Even if you only want to learn the bare minimum to engage in friendly chats on everyday topics (i.e. you don’t intend to study Chinese characters or learn to speak like an educated adult), you MUST learn the four tones and you MUST learn them very, very well. Otherwise, trying to have conversations with anybody but patient teachers who often deal with foreigners will be extremely frustrating. Many people will be unable to guess what you’re trying to say, and you won’t understand them either.
Below are three series of real words (not the isolated morphemes that Chinese people call “words”) that differ only by tone.
Line 1 in each series gives you the Chinese characters for each word.
Line 2 shows you how these words are romanized in Hanyu Pinyin (60-year-old PRC system that uses optional diacritics): notice how in Pinyin all these different-sounding words are spelled exactly the same way.
Line 3 shows you how these words are spelled in Gwoyeu Romatzyh (90-year-old system that makes different-sounding words look different).
Example: 3rd tone syllables in Mandarin sound much longer than all the other tones. This is why 1.1 duu, 1.6 toong, 2.3 and 2.4 chaang, 2.6 sheeng, 2.7 and 2.8 lii are spelled with double vowels.
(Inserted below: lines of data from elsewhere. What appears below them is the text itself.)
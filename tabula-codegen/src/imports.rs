//! Import collection for generated modules.

use std::collections::BTreeSet;

use indexmap::IndexMap;

/// Tracks named imports per module and renders them as TypeScript import
/// statements.
///
/// Modules keep insertion order; symbols within a module are sorted so the
/// rendered block is deterministic.
///
/// # Example
///
/// ```
/// use tabula_codegen::ImportCollector;
///
/// let mut imports = ImportCollector::new();
/// imports.add("sequelize", "Model");
/// imports.add("sequelize", "DataTypes");
///
/// assert_eq!(
///     imports.render(),
///     "import { DataTypes, Model } from 'sequelize';\n"
/// );
/// ```
#[derive(Debug, Clone, Default)]
pub struct ImportCollector {
    values: IndexMap<String, BTreeSet<String>>,
    types: IndexMap<String, BTreeSet<String>>,
}

impl ImportCollector {
    pub fn new() -> Self {
        Self::default()
    }

    /// Add a value import from a module.
    pub fn add(&mut self, module: &str, symbol: &str) {
        self.values
            .entry(module.to_string())
            .or_default()
            .insert(symbol.to_string());
    }

    /// Add a type-only symbol from a module.
    pub fn add_type(&mut self, module: &str, symbol: &str) {
        self.types
            .entry(module.to_string())
            .or_default()
            .insert(symbol.to_string());
    }

    /// Check if a specific value symbol is imported from a module.
    pub fn has_symbol(&self, module: &str, symbol: &str) -> bool {
        self.values
            .get(module)
            .is_some_and(|symbols| symbols.contains(symbol))
    }

    pub fn is_empty(&self) -> bool {
        self.values.is_empty() && self.types.is_empty()
    }

    /// Render value imports, one statement per module.
    pub fn render(&self) -> String {
        render_block(&self.values, "import")
    }

    /// Render type-only imports, one statement per module.
    pub fn render_types(&self) -> String {
        render_block(&self.types, "import type")
    }

    /// Render type-only symbols as re-exports, one statement per module.
    pub fn render_type_exports(&self) -> String {
        render_block(&self.types, "export type")
    }
}

fn render_block(imports: &IndexMap<String, BTreeSet<String>>, keyword: &str) -> String {
    imports
        .iter()
        .filter(|(_, symbols)| !symbols.is_empty())
        .map(|(module, symbols)| {
            let symbols: Vec<&str> = symbols.iter().map(String::as_str).collect();
            format!("{keyword} {{ {} }} from '{module}';\n", symbols.join(", "))
        })
        .collect()
}

#[cfg(test)]
mod tests {
    use super::*;

    #[test]
    fn test_symbols_are_deduplicated_and_sorted() {
        let mut imports = ImportCollector::new();
        imports.add("sequelize", "Sequelize");
        imports.add("sequelize", "DataTypes");
        imports.add("sequelize", "Sequelize");

        assert!(imports.has_symbol("sequelize", "DataTypes"));
        assert!(!imports.has_symbol("sequelize", "Optional"));
        assert_eq!(
            imports.render(),
            "import { DataTypes, Sequelize } from 'sequelize';\n"
        );
    }

    #[test]
    fn test_modules_keep_insertion_order() {
        let mut imports = ImportCollector::new();
        imports.add("./user", "User");
        imports.add("./blog-post", "BlogPost");

        assert_eq!(
            imports.render(),
            "import { User } from './user';\nimport { BlogPost } from './blog-post';\n"
        );
    }

    #[test]
    fn test_type_imports_render_separately() {
        let mut imports = ImportCollector::new();
        imports.add_type("./user", "UserAttributes");
        imports.add_type("./user", "UserCreationAttributes");

        assert!(!imports.is_empty());
        assert_eq!(imports.render(), "");
        assert_eq!(
            imports.render_types(),
            "import type { UserAttributes, UserCreationAttributes } from './user';\n"
        );
        assert_eq!(
            imports.render_type_exports(),
            "export type { UserAttributes, UserCreationAttributes } from './user';\n"
        );
    }
}
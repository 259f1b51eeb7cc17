//! Configuration and input loading for the Tabula model generator.
//!
//! - [`Manifest`] / [`TabulaToml`] - the `tabula.toml` configuration
//! - [`SchemaDocument`] - tables and columns emitted by the database connector

// Miette's derive macro generates code that triggers these warnings
#![allow(unused_assignments)]

mod error;
mod manifest;
mod schema;

pub use error::{Error, Result, SourceContext};
pub use manifest::{
    GeneratorConfig, Manifest, NamingConfig, ParseContext, TabulaToml, parse_manifest,
};
pub use schema::{Column, SchemaDocument, Table, parse_schema};
//! Terminal framing helpers.

/// Frame `lines` in a box-drawing border, padding each line to the widest one.
///
/// ```text
/// ┌────────────────┐
/// │ models/user.ts │
/// └────────────────┘
/// ```
pub fn boxed<S: AsRef<str>>(lines: &[S]) -> String {
    let width = lines
        .iter()
        .map(|line| line.as_ref().chars().count())
        .max()
        .unwrap_or(0);
    let rule = "─".repeat(width + 2);

    let mut out = format!("┌{rule}┐\n");
    for line in lines {
        let line = line.as_ref();
        let padding = " ".repeat(width - line.chars().count());
        out.push_str(&format!("│ {line}{padding} │\n"));
    }
    out.push_str(&format!("└{rule}┘\n"));
    out
}

#[cfg(test)]
mod tests {
    use super::*;

    #[test]
    fn test_boxed_single_line() {
        insta::assert_snapshot!(boxed(&["src/models/user.ts"]), @r"
        ┌────────────────────┐
        │ src/models/user.ts │
        └────────────────────┘
        ");
    }

    #[test]
    fn test_boxed_pads_to_widest_line() {
        let out = boxed(&["a", "abc"]);
        let lines: Vec<&str> = out.lines().collect();
        assert_eq!(lines, vec!["┌─────┐", "│ a   │", "│ abc │", "└─────┘"]);
    }

    #[test]
    fn test_boxed_empty() {
        assert_eq!(boxed::<&str>(&[]), "┌──┐\n└──┘\n");
    }
}
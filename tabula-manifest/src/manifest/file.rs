use std::path::{Path, PathBuf};

use super::Manifest;
use crate::{Error, Result};

/// Represents a tabula.toml file with both raw content and parsed manifest.
pub struct TabulaToml {
    path: PathBuf,
    content: String,
    manifest: Manifest,
}

impl TabulaToml {
    /// Open and parse a tabula.toml file.
    pub fn open(path: impl AsRef<Path>) -> Result<Self> {
        let path = path.as_ref().to_path_buf();
        let content = std::fs::read_to_string(&path).map_err(|e| Error::io(&path, e))?;
        let filename = path.display().to_string();
        let manifest = Manifest::from_str_with_filename(&content, &filename)?;

        Ok(Self {
            path,
            content,
            manifest,
        })
    }

    /// Get the file path.
    pub fn path(&self) -> &Path {
        &self.path
    }

    /// Get the raw content.
    pub fn content(&self) -> &str {
        &self.content
    }

    /// Get the parsed manifest.
    pub fn manifest(&self) -> &Manifest {
        &self.manifest
    }

    /// Directory relative paths in the manifest are resolved against.
    pub fn base_dir(&self) -> &Path {
        self.path
            .parent()
            .filter(|p| !p.as_os_str().is_empty())
            .unwrap_or(Path::new("."))
    }

    /// Resolve a manifest path against [`base_dir`](Self::base_dir).
    ///
    /// Absolute paths are returned unchanged.
    pub fn resolve(&self, path: impl AsRef<Path>) -> PathBuf {
        self.base_dir().join(path)
    }

    /// Resolved location of the schema document.
    pub fn schema_path(&self) -> PathBuf {
        self.resolve(&self.manifest.generator.schema)
    }

    /// Resolved output directory.
    pub fn output_dir(&self) -> PathBuf {
        self.resolve(&self.manifest.generator.output)
    }
}
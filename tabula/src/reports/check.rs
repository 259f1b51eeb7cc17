//! Check command report data structures.

use std::path::PathBuf;

use super::output::{Output, Report};

/// Names resolved for one table.
#[derive(Debug, Clone, PartialEq, Eq)]
pub struct ResolvedModel {
    pub table: String,
    pub model: String,
    /// File name including the extension.
    pub file: String,
    pub columns: usize,
}

/// Report data from configuration validation.
#[derive(Debug)]
pub struct CheckReport {
    /// Path to the config file.
    pub config_path: PathBuf,
    /// Resolved schema document path.
    pub schema_path: PathBuf,
    /// Resolved output directory.
    pub output_dir: PathBuf,
    /// Whether the config selects preview mode.
    pub dry_run: bool,
    /// Number of files a run would produce, index included.
    pub file_count: usize,
    /// Resolved names, in schema order.
    pub models: Vec<ResolvedModel>,
}

impl Report for CheckReport {
    fn render(&self, out: &mut dyn Output) {
        out.preformatted(&format!("✓ {} is valid", self.config_path.display()));
        out.newline();

        out.key_value("Schema", &self.schema_path.display().to_string());
        out.key_value("Output", &self.output_dir.display().to_string());
        if self.dry_run {
            out.key_value("Mode", "dry run");
        }
        out.newline();

        let count = self.models.len();
        out.section(&format!(
            "{} model{}",
            count,
            if count == 1 { "" } else { "s" }
        ));
        for model in &self.models {
            out.list_item(&format!(
                "{} -> {} ({}, {} column{})",
                model.table,
                model.model,
                model.file,
                model.columns,
                if model.columns == 1 { "" } else { "s" }
            ));
        }
        out.newline();
        out.preformatted(&format!("{} files would be generated", self.file_count));
    }
}
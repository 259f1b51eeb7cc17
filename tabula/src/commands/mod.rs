mod check;
mod completions;
mod generate;

use check::CheckCommand;
use clap::{ArgAction, Parser, Subcommand};
use completions::CompletionsCommand;
use eyre::Result;
use generate::GenerateCommand;

/// Extension trait for exiting on configuration errors with pretty formatting
pub(crate) trait UnwrapOrExit<T> {
    fn unwrap_or_exit(self) -> T;
}

impl<T> UnwrapOrExit<T> for tabula_manifest::Result<T> {
    fn unwrap_or_exit(self) -> T {
        match self {
            Ok(v) => v,
            Err(e) => {
                eprintln!("{:?}", miette::Report::new(*e));
                std::process::exit(1);
            }
        }
    }
}

impl<T> UnwrapOrExit<T> for tabula_codegen::Result<T> {
    fn unwrap_or_exit(self) -> T {
        match self {
            Ok(v) => v,
            Err(e) => {
                eprintln!("{:?}", miette::Report::new(e));
                std::process::exit(1);
            }
        }
    }
}

#[derive(Parser)]
#[command(name = "tabula")]
#[command(version)]
#[command(about = "Generate sequelize models from a database schema document")]
pub(crate) struct Cli {
    /// Increase log verbosity (-v info, -vv debug, -vvv trace)
    #[arg(short, long, action = ArgAction::Count, global = true)]
    verbose: u8,

    #[command(subcommand)]
    command: Commands,
}

impl Cli {
    pub fn verbosity(&self) -> u8 {
        self.verbose
    }

    pub fn run(&self) -> Result<()> {
        match &self.command {
            Commands::Generate(cmd) => cmd.run(),
            Commands::Check(cmd) => cmd.run(),
            Commands::Completions(cmd) => cmd.run(),
        }
    }
}

#[derive(Subcommand)]
enum Commands {
    /// Generate model files from the schema document
    Generate(GenerateCommand),

    /// Validate tabula.toml and show resolved names without writing
    Check(CheckCommand),

    /// Generate shell completions
    Completions(CompletionsCommand),
}
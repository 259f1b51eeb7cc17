//! Validation context and utilities for manifest parsing.

use std::{path::Path, sync::Arc};

use miette::SourceSpan;

use crate::{Result, error::SourceContext};

/// Parsing and validation context that carries source information.
#[derive(Debug, Clone)]
pub struct ParseContext {
    /// Source context for error reporting
    source: Arc<SourceContext>,
}

impl ParseContext {
    /// Create a new parse context with the given source and filename.
    pub fn new(src: &str, filename: &str) -> Self {
        Self {
            source: Arc::new(SourceContext::new(src, filename)),
        }
    }

    /// Get the source content.
    pub fn src(&self) -> &str {
        self.source.src()
    }

    /// Get the filename.
    pub fn filename(&self) -> &str {
        self.source.filename()
    }

    /// Find the span of `key = ...` in the source.
    pub fn find_span(&self, key: &str) -> Option<SourceSpan> {
        find_key_span(self.src(), key)
    }

    /// Validate the generated file extension.
    pub fn validate_extension(&self, extension: &str) -> Result<()> {
        if let Some(reason) = validate_extension(extension) {
            let message = format!("invalid extension '{extension}': {reason}");
            return Err(match self.find_span("extension") {
                Some(span) => self.source.validation_error_at(message, span),
                None => self.source.validation_error(message),
            });
        }
        Ok(())
    }

    /// Validate that a configured path is not empty.
    pub fn validate_path(&self, path: &Path, key: &str) -> Result<()> {
        if path.as_os_str().is_empty() {
            let message = format!("'{key}' must not be empty");
            return Err(match self.find_span(key) {
                Some(span) => self.source.validation_error_at(message, span),
                None => self.source.validation_error(message),
            });
        }
        Ok(())
    }
}

/// Find the span of a `key = value` assignment's key.
pub(crate) fn find_key_span(src: &str, key: &str) -> Option<SourceSpan> {
    let mut offset = 0;
    for line in src.split_inclusive('\n') {
        let trimmed = line.trim_start();
        let indent = line.len() - trimmed.len();
        if let Some(rest) = trimmed.strip_prefix(key) {
            if rest.trim_start().starts_with('=') {
                return Some(SourceSpan::from((offset + indent, key.len())));
            }
        }
        offset += line.len();
    }
    None
}

/// Check an extension, returning the reason it is invalid.
pub(crate) fn validate_extension(extension: &str) -> Option<&'static str> {
    if extension.is_empty() {
        return Some("extension cannot be empty");
    }
    if extension.contains('.') {
        return Some("extension must not contain a dot");
    }
    if extension.contains(['/', '\\']) {
        return Some("extension must not contain path separators");
    }
    None
}
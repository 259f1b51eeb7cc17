//! Output trait for rendering reports to different formats.

/// Target output for reports.
///
/// Reports describe *what* to output using these semantic methods.
/// Implementations decide *how* to render.
pub trait Output {
    /// Start a new section with a heading.
    fn section(&mut self, name: &str);

    /// Render a key-value pair.
    fn key_value(&mut self, key: &str, value: &str);

    /// Render a bullet list item.
    fn list_item(&mut self, text: &str);

    /// Render an added item (e.g., a written file).
    fn added_item(&mut self, text: &str);

    /// Render an error message.
    fn error(&mut self, msg: &str);

    /// Render a block of preformatted text.
    fn preformatted(&mut self, text: &str);

    /// Render a blank line.
    fn newline(&mut self);
}

/// A report that can render itself to an output.
pub trait Report {
    /// Render this report to the given output.
    fn render(&self, out: &mut dyn Output);
}

/// Terminal output implementation.
///
/// Errors go to stderr; everything else to stdout after any diff previews.
pub struct TerminalOutput;

impl TerminalOutput {
    pub fn new() -> Self {
        Self
    }
}

impl Default for TerminalOutput {
    fn default() -> Self {
        Self::new()
    }
}

impl Output for TerminalOutput {
    fn section(&mut self, name: &str) {
        println!("{}:", name);
    }

    fn key_value(&mut self, key: &str, value: &str) {
        println!("{}: {}", key, value);
    }

    fn list_item(&mut self, text: &str) {
        println!("  - {}", text);
    }

    fn added_item(&mut self, text: &str) {
        println!("  + {}", text);
    }

    fn error(&mut self, msg: &str) {
        eprintln!("error: {}", msg);
    }

    fn preformatted(&mut self, text: &str) {
        println!("{}", text);
    }

    fn newline(&mut self) {
        println!();
    }
}

/// Output that records rendered lines, for asserting on reports.
#[cfg(test)]
#[derive(Debug, Default)]
pub struct RecordingOutput {
    pub lines: Vec<String>,
}

#[cfg(test)]
impl Output for RecordingOutput {
    fn section(&mut self, name: &str) {
        self.lines.push(format!("{name}:"));
    }

    fn key_value(&mut self, key: &str, value: &str) {
        self.lines.push(format!("{key}: {value}"));
    }

    fn list_item(&mut self, text: &str) {
        self.lines.push(format!("  - {text}"));
    }

    fn added_item(&mut self, text: &str) {
        self.lines.push(format!("  + {text}"));
    }

    fn error(&mut self, msg: &str) {
        self.lines.push(format!("error: {msg}"));
    }

    fn preformatted(&mut self, text: &str) {
        self.lines.push(text.to_string());
    }

    fn newline(&mut self) {
        self.lines.push(String::new());
    }
}
//! Dry-run previews with color disabled, as when stdout is redirected.
//!
//! Kept in its own test binary: the color override is process-wide.

use std::fs;

use tabula_core::CodeFile;
use tempfile::TempDir;

#[test]
fn test_preview_without_color_marks_edits_in_text() {
    colored::control::set_override(false);
    let temp = TempDir::new().unwrap();
    let path = temp.path().join("pet.ts");
    fs::write(&path, "cat").unwrap();

    let mut out = Vec::new();
    CodeFile::new(&path, "cut").preview_to(&mut out).unwrap();
    let out = String::from_utf8(out).unwrap();

    assert!(!out.contains('\u{1b}'));
    assert!(out.contains("pet.ts"));
    assert!(out.contains("[-a-]"));
    assert!(out.contains("{+u+}"));
    assert_eq!(fs::read_to_string(&path).unwrap(), "cat");
}
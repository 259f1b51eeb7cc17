use std::{
    borrow::Cow,
    io::{self, Write},
    path::{Path, PathBuf},
};

use miette::Diagnostic;
use thiserror::Error;
use tracing::{debug, info};

use crate::{
    console::boxed,
    diff::{char_diff, has_changes, render_spans},
};

/// Failure to materialize a single generated file.
#[derive(Debug, Error, Diagnostic)]
pub enum FileError {
    #[error("failed to read '{path}'")]
    #[diagnostic(code(tabula::file::read))]
    Read {
        path: PathBuf,
        #[source]
        source: io::Error,
    },

    #[error("failed to create directory '{path}'")]
    #[diagnostic(code(tabula::file::create_dir))]
    CreateDir {
        path: PathBuf,
        #[source]
        source: io::Error,
    },

    #[error("failed to write '{path}'")]
    #[diagnostic(code(tabula::file::write))]
    Write {
        path: PathBuf,
        #[source]
        source: io::Error,
    },

    #[error("failed to render preview of '{path}'")]
    #[diagnostic(code(tabula::file::render))]
    Render {
        path: PathBuf,
        #[source]
        source: io::Error,
    },
}

impl FileError {
    /// Path the failed operation targeted.
    pub fn path(&self) -> &Path {
        match self {
            FileError::Read { path, .. }
            | FileError::CreateDir { path, .. }
            | FileError::Write { path, .. }
            | FileError::Render { path, .. } => path,
        }
    }

    /// Short name of the attempted operation.
    pub fn operation(&self) -> &'static str {
        match self {
            FileError::Read { .. } => "read",
            FileError::CreateDir { .. } => "create directory",
            FileError::Write { .. } => "write",
            FileError::Render { .. } => "render",
        }
    }
}

fn write_file(path: &Path, content: &str) -> Result<(), FileError> {
    if let Some(parent) = path.parent().filter(|p| !p.as_os_str().is_empty()) {
        std::fs::create_dir_all(parent).map_err(|source| FileError::CreateDir {
            path: parent.to_path_buf(),
            source,
        })?;
    }
    std::fs::write(path, content).map_err(|source| FileError::Write {
        path: path.to_path_buf(),
        source,
    })
}

/// Result of [`CodeFile::save`]
#[derive(Debug, Clone, Copy, PartialEq, Eq)]
pub enum SaveOutcome {
    /// Content was flushed to the target path
    Written,
    /// Diff was rendered; the file system was not touched
    Previewed,
}

/// One generated file: target path, candidate content, and whether saving it
/// only previews the change.
///
/// A `CodeFile` is built fresh for every generated file and consumed by
/// [`save`](Self::save).
#[derive(Debug, Clone)]
pub struct CodeFile {
    path: PathBuf,
    content: String,
    dry_run: bool,
}

impl CodeFile {
    /// Create a file that is written on save.
    pub fn new(path: impl Into<PathBuf>, content: impl Into<String>) -> Self {
        Self {
            path: path.into(),
            content: content.into(),
            dry_run: false,
        }
    }

    /// Set preview mode. In preview mode `save` never touches the file system.
    pub fn dry_run(mut self, dry_run: bool) -> Self {
        self.dry_run = dry_run;
        self
    }

    /// Get the file path
    pub fn path(&self) -> &Path {
        &self.path
    }

    /// Get the candidate content
    pub fn content(&self) -> &str {
        &self.content
    }

    /// Whether `save` previews instead of writing
    pub fn is_dry_run(&self) -> bool {
        self.dry_run
    }

    /// Content currently at the target path.
    ///
    /// A missing path yields the candidate content itself, so a first-time
    /// preview reports no changes rather than a whole-file addition.
    pub fn current_content(&self) -> Result<Cow<'_, str>, FileError> {
        if !self.path.exists() {
            return Ok(Cow::Borrowed(&self.content));
        }
        std::fs::read_to_string(&self.path)
            .map(Cow::Owned)
            .map_err(|source| FileError::Read {
                path: self.path.clone(),
                source,
            })
    }

    /// Render the diff between the current and candidate content to stdout.
    pub fn preview(&self) -> Result<(), FileError> {
        let stdout = io::stdout();
        let mut out = stdout.lock();
        self.preview_to(&mut out)
    }

    /// Render the diff between the current and candidate content to `out`,
    /// framed by a box naming the target path.
    pub fn preview_to<W: Write>(&self, out: &mut W) -> Result<(), FileError> {
        let current = self.current_content()?;
        let spans = char_diff(&current, &self.content);
        debug!(
            path = %self.path.display(),
            spans = spans.len(),
            changed = has_changes(&spans),
            "previewing file"
        );

        let header = boxed(&[self.path.display().to_string()]);
        writeln!(out, "{header}{}", render_spans(&spans))
            .and_then(|()| out.flush())
            .map_err(|source| FileError::Render {
                path: self.path.clone(),
                source,
            })
    }

    /// Write the content, creating parent directories as needed, or only
    /// preview it when in dry-run mode.
    pub fn save(self) -> Result<SaveOutcome, FileError> {
        let stdout = io::stdout();
        let mut out = stdout.lock();
        self.save_to(&mut out)
    }

    /// [`save`](Self::save) with previews rendered to `out`.
    pub fn save_to<W: Write>(self, out: &mut W) -> Result<SaveOutcome, FileError> {
        if self.dry_run {
            self.preview_to(out)?;
            return Ok(SaveOutcome::Previewed);
        }

        write_file(&self.path, &self.content)?;
        info!(path = %self.path.display(), bytes = self.content.len(), "wrote file");
        Ok(SaveOutcome::Written)
    }
}

#[cfg(test)]
mod tests {
    use std::fs;

    use tempfile::TempDir;

    use super::*;

    fn preview_string(file: &CodeFile) -> String {
        let mut buf = Vec::new();
        file.preview_to(&mut buf).unwrap();
        String::from_utf8(buf).unwrap()
    }

    #[test]
    fn test_write_file_creates_parent_dirs() {
        let temp = TempDir::new().unwrap();
        let path = temp.path().join("a").join("b").join("c").join("test.txt");

        write_file(&path, "nested").unwrap();

        assert_eq!(fs::read_to_string(&path).unwrap(), "nested");
    }

    #[test]
    fn test_save_overwrites_existing() {
        let temp = TempDir::new().unwrap();
        let path = temp.path().join("user.ts");
        fs::write(&path, "original").unwrap();

        let outcome = CodeFile::new(&path, "updated").save().unwrap();

        assert_eq!(outcome, SaveOutcome::Written);
        assert_eq!(fs::read_to_string(&path).unwrap(), "updated");
    }

    #[test]
    fn test_save_creates_missing_parent_and_file() {
        let temp = TempDir::new().unwrap();
        let path = temp.path().join("src").join("models").join("user.ts");

        let outcome = CodeFile::new(&path, "export class User {}\n")
            .save()
            .unwrap();

        assert_eq!(outcome, SaveOutcome::Written);
        assert_eq!(fs::read_to_string(&path).unwrap(), "export class User {}\n");
    }

    #[test]
    fn test_dry_run_save_never_creates_file() {
        let temp = TempDir::new().unwrap();
        let path = temp.path().join("models").join("user.ts");

        let mut buf = Vec::new();
        let outcome = CodeFile::new(&path, "content")
            .dry_run(true)
            .save_to(&mut buf)
            .unwrap();

        assert_eq!(outcome, SaveOutcome::Previewed);
        assert!(!path.exists());
        assert!(!temp.path().join("models").exists());
    }

    #[test]
    fn test_dry_run_save_leaves_existing_file_untouched() {
        let temp = TempDir::new().unwrap();
        let path = temp.path().join("user.ts");
        fs::write(&path, "original").unwrap();

        let mut buf = Vec::new();
        CodeFile::new(&path, "changed")
            .dry_run(true)
            .save_to(&mut buf)
            .unwrap();

        assert_eq!(fs::read_to_string(&path).unwrap(), "original");
    }

    #[test]
    fn test_current_content_falls_back_to_candidate() {
        let temp = TempDir::new().unwrap();
        let file = CodeFile::new(temp.path().join("missing.ts"), "candidate");

        assert_eq!(file.current_content().unwrap(), "candidate");
    }

    #[test]
    fn test_preview_of_missing_file_reports_no_additions() {
        colored::control::set_override(true);
        let temp = TempDir::new().unwrap();
        let file = CodeFile::new(temp.path().join("user.ts"), "export class User {}\n");

        let out = preview_string(&file);

        assert!(out.contains("user.ts"));
        assert!(out.contains("\u{1b}[90mexport class User {}\n\u{1b}[0m"));
        assert!(!out.contains("\u{1b}[32m"));
        assert!(!out.contains("\u{1b}[31m"));
    }

    #[test]
    fn test_preview_marks_changes_against_disk() {
        colored::control::set_override(true);
        let temp = TempDir::new().unwrap();
        let path = temp.path().join("user.ts");
        fs::write(&path, "id: number").unwrap();

        let out = preview_string(&CodeFile::new(&path, "id: string"));

        assert!(out.starts_with("┌"));
        assert!(out.contains("\u{1b}[32m"));
        assert!(out.contains("\u{1b}[31m"));
        assert_eq!(fs::read_to_string(&path).unwrap(), "id: number");
    }

    #[test]
    fn test_read_error_carries_path_and_operation() {
        let temp = TempDir::new().unwrap();
        // A directory exists at the path but cannot be read as text
        let file = CodeFile::new(temp.path(), "content");

        let err = file.current_content().unwrap_err();

        assert_eq!(err.operation(), "read");
        assert_eq!(err.path(), temp.path());
    }

    #[test]
    fn test_write_error_carries_path_and_operation() {
        let temp = TempDir::new().unwrap();
        let blocker = temp.path().join("blocker");
        fs::write(&blocker, "not a directory").unwrap();

        let err = CodeFile::new(blocker.join("user.ts"), "content")
            .save()
            .unwrap_err();

        assert_eq!(err.operation(), "create directory");
        assert_eq!(err.path(), blocker.as_path());
    }
}
//! Check operation - configuration and naming validation.

use eyre::{Context, Result};
use tabula_codegen::{Generator, GeneratorOptions, NamingPolicy};
use tabula_manifest::{SchemaDocument, TabulaToml};

use crate::reports::{CheckReport, ResolvedModel};

/// Execute the check operation.
///
/// Resolves every table name and renders every file in memory, so naming
/// collisions surface without touching the output directory.
pub fn check(
    tabula_toml: &TabulaToml,
    schema: &SchemaDocument,
    policy: NamingPolicy,
) -> Result<CheckReport> {
    let manifest = tabula_toml.manifest();
    let options = GeneratorOptions::new(tabula_toml.output_dir())
        .extension(&manifest.generator.extension)
        .dry_run(true);
    let extension = options.extension.clone();

    let generator = Generator::new(schema, policy, options);
    let files = generator.artifacts().wrap_err("Validation failed")?;

    let models = schema
        .tables
        .iter()
        .map(|table| ResolvedModel {
            table: table.name.clone(),
            model: policy.resolve_model_name(&table.name),
            file: format!("{}.{extension}", policy.resolve_file_name(&table.name)),
            columns: table.columns.len(),
        })
        .collect();

    Ok(CheckReport {
        config_path: tabula_toml.path().to_path_buf(),
        schema_path: tabula_toml.schema_path(),
        output_dir: tabula_toml.output_dir(),
        dry_run: manifest.dry_run,
        file_count: files.len(),
        models,
    })
}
[Caption: False Chinese homonyms (duqi x 3, tongzhi x 3]

[Caption: False Chinese homonyms (yanchang x 4, shengli x 4, jiangshi x 5)]

[Caption: False Chinese homonyms (jiangshi x 5)]
False Chinese homonyms are Mandarin words that are spelled very differently in Gwoyeu Romatzyh, but look superficially the same in Hanyu Pinyin (same consonants and vowels: the only difference is a tiny, eyestrain-inducing diacritic)
If you want to learn to pronounce Chinese properly, remember Chinese words (consonants and vowels plus tones!), and understand what people are saying to you, Gwoyeu Romatzyh (Chinese tonal spelling) is a great tool to help lay a sound foundation. GR takes a little bit more time to learn than Hanyu Pinyin, but the results can be very rewarding (people who grew up in the PRC and foreigners who first learned Pinyin tend to misunderstand this system).
My Chinese is self-taught: I first familiarized myself with all common transcription systems (Wade-Giles, Yale, EFEO, Palladius, Hanyu Pinyin, Bopomofo and Gwoyeu) before settling on GR as my primary tool for learning Chinese. I am convinced that using National Romanization is one of the main reasons why my tones are so accurate (more than once, in dark taxis or on the phone, I’ve been taken for a native speaker).
Teaching materials, recordings and dictionaries that use GR Tonal Spelling are slightly outdated, but still available. Of course, the majority of teaching materials and dictionaries are written in Pinyin, so you will have to learn it eventually.
After you have laid a sound foundation with GR: recognition of spoken Chinese [CRUCIAL: 99.5% of tones]), a few hundred content words, particles and other function words, basic grammar patterns, you can spend half an hour or so figuring out the minor differences between GR and Pinyin.